An FSA fighter, most of his left leg missing, hobbled across the flat on a pair of crutches. He had been injured in Hama, al Abdallah explained, and then brought to Antakya. Doctors at a local hospital treated the man’s other wounds but failed to look after his damaged knee. It was only when al Abdallah arranged for his patient to undergo surgery in Istanbul that specialists there realized that gangrene had begun to spread inside the leg. “They had to amputate,” he said, pointing at what was left of the limb. “If they had only treated him earlier, he would have kept it.”

Along with a number of Syrian medics scattered across Turkey’s border provinces, al Abdallah has taken matters into his own hands, converting his flat into a temporary clinic for FSA rebels. (“I have anywhere from one to ten patients staying here,” he said.) Others, including a Syrian-American woman who left her home in Cincinnati to join the relief effort, have recently gone a step further, transforming a girls’ dormitory in Reyhanli into a rehab facility. Yet while the exiles are able to provide care for some of the rebels, there simply isn’t enough room for everyone. As a result, many fighters are forced to look for refuge in safe houses near the border, where conditions range from inadequate to woeful.

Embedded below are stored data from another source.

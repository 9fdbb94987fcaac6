// src/auth/token.rs
use base64::Engine;
use rand::rngs::OsRng;
use rand::RngCore;
use sha2::{Digest, Sha256};

pub const DEFAULT_TOKEN_BYTES: usize = 32;
pub const SALT_BYTES: usize = 16;

/// Secure random token from the OS RNG (session cookies, backend secrets).
pub fn generate_token_default() -> String {
    let mut rng = OsRng;
    generate_token(&mut rng, DEFAULT_TOKEN_BYTES)
}

/// URL-safe base64 (no padding) of `nbytes` random bytes.
/// 32 bytes -> ~43 char token.
pub fn generate_token<R: RngCore>(rng: &mut R, nbytes: usize) -> String {
    let mut buf = vec![0u8; nbytes];
    rng.fill_bytes(&mut buf);
    base64::engine::general_purpose::URL_SAFE_NO_PAD.encode(&buf)
}

/// SHA-256 of a token. Only the hash is ever stored.
pub fn hash_token(token: &str) -> [u8; 32] {
    to_array(&Sha256::digest(token.as_bytes()))
}

pub fn generate_salt() -> [u8; SALT_BYTES] {
    let mut salt = [0u8; SALT_BYTES];
    OsRng.fill_bytes(&mut salt);
    salt
}

/// SHA-256 over salt || password.
pub fn hash_password(salt: &[u8], password: &str) -> [u8; 32] {
    let mut hasher = Sha256::new();
    hasher.update(salt);
    hasher.update(password.as_bytes());
    to_array(&hasher.finalize())
}

fn to_array(digest: &[u8]) -> [u8; 32] {
    let mut arr = [0u8; 32];
    arr.copy_from_slice(digest);
    arr
}

pub fn verify_password(salt: &[u8], password: &str, expected_hash: &[u8]) -> bool {
    hashes_equal(&hash_password(salt, password), expected_hash)
}

/// Constant-time-ish compare for hashes.
pub fn hashes_equal(a: &[u8], b: &[u8]) -> bool {
    if a.len() != b.len() {
        return false;
    }
    let mut diff: u8 = 0;
    for (x, y) in a.iter().zip(b.iter()) {
        diff |= x ^ y;
    }
    diff == 0
}

#[cfg(test)]
mod tests {
    use super::*;
    use rand::{rngs::StdRng, SeedableRng};

    #[test]
    fn token_is_url_safe_no_pad() {
        let mut rng = StdRng::seed_from_u64(123);
        let t = generate_token(&mut rng, 32);

        assert!(t
            .chars()
            .all(|c| c.is_ascii_alphanumeric() || c == '-' || c == '_'));
        assert_eq!(t.len(), 43);
    }

    #[test]
    fn hash_changes_with_input() {
        assert_eq!(hash_token("hello"), hash_token("hello"));
        assert_ne!(hash_token("hello"), hash_token("hello!"));
    }

    #[test]
    fn password_verifies_only_with_same_salt() {
        let salt = generate_salt();
        let hash = hash_password(&salt, "hunter2");

        assert!(verify_password(&salt, "hunter2", &hash));
        assert!(!verify_password(&salt, "hunter3", &hash));
        assert!(!verify_password(&generate_salt(), "hunter2", &hash));
    }

    #[test]
    fn hashes_equal_rejects_length_mismatch() {
        let a = hash_token("abc");
        assert!(hashes_equal(&a, &hash_token("abc")));
        assert!(!hashes_equal(&a, &a[..31]));
    }
}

In one of these, an apartment on the outskirts of Reyhanli, I tiptoed my way through groups of wounded men sprawled out across a carpeted floor, often sleeping more than a dozen to a room. “Usually we have between 30 and 50 people in the flat, sometimes even up to 100,” Abdullah Nakami, a Bosnian war veteran, said, showing me around. One of the men told me he had had his knee smashed in with rifle butts by members of a pro-Assad militia; another exposed a calf shredded by shrapnel. “They get treated in 30 minutes,” Nakami said, “and then they get kicked out of the hospitals because the doctors tell them there’s no space.”

Emad Hassan Khalid, 36, shares a 150-foot room with seven other men—his body, almost all skin and bones, stretched out atop a heap of pillows and a thin, worn out mattress. “We were sitting in my courtyard, the whole family, when the shell fell,” Khalid recalled, the words, barely audible, dribbling out onto his thick, black beard. By the time he came to, he said, his five children, wife, and five brothers were all dead. Khalid himself was left paralyzed from the waist down. He has been lying here for five months.

The day before, Abdullah Nakami told me, there’d been a breakthrough. A few of the men had picked up Khalid and helped him stand up. With their help, he was apparently able to take two short steps. They had all celebrated, Nakami said, and laughed like children. 

Piotr Zalewski is a freelance writer based in Istanbul.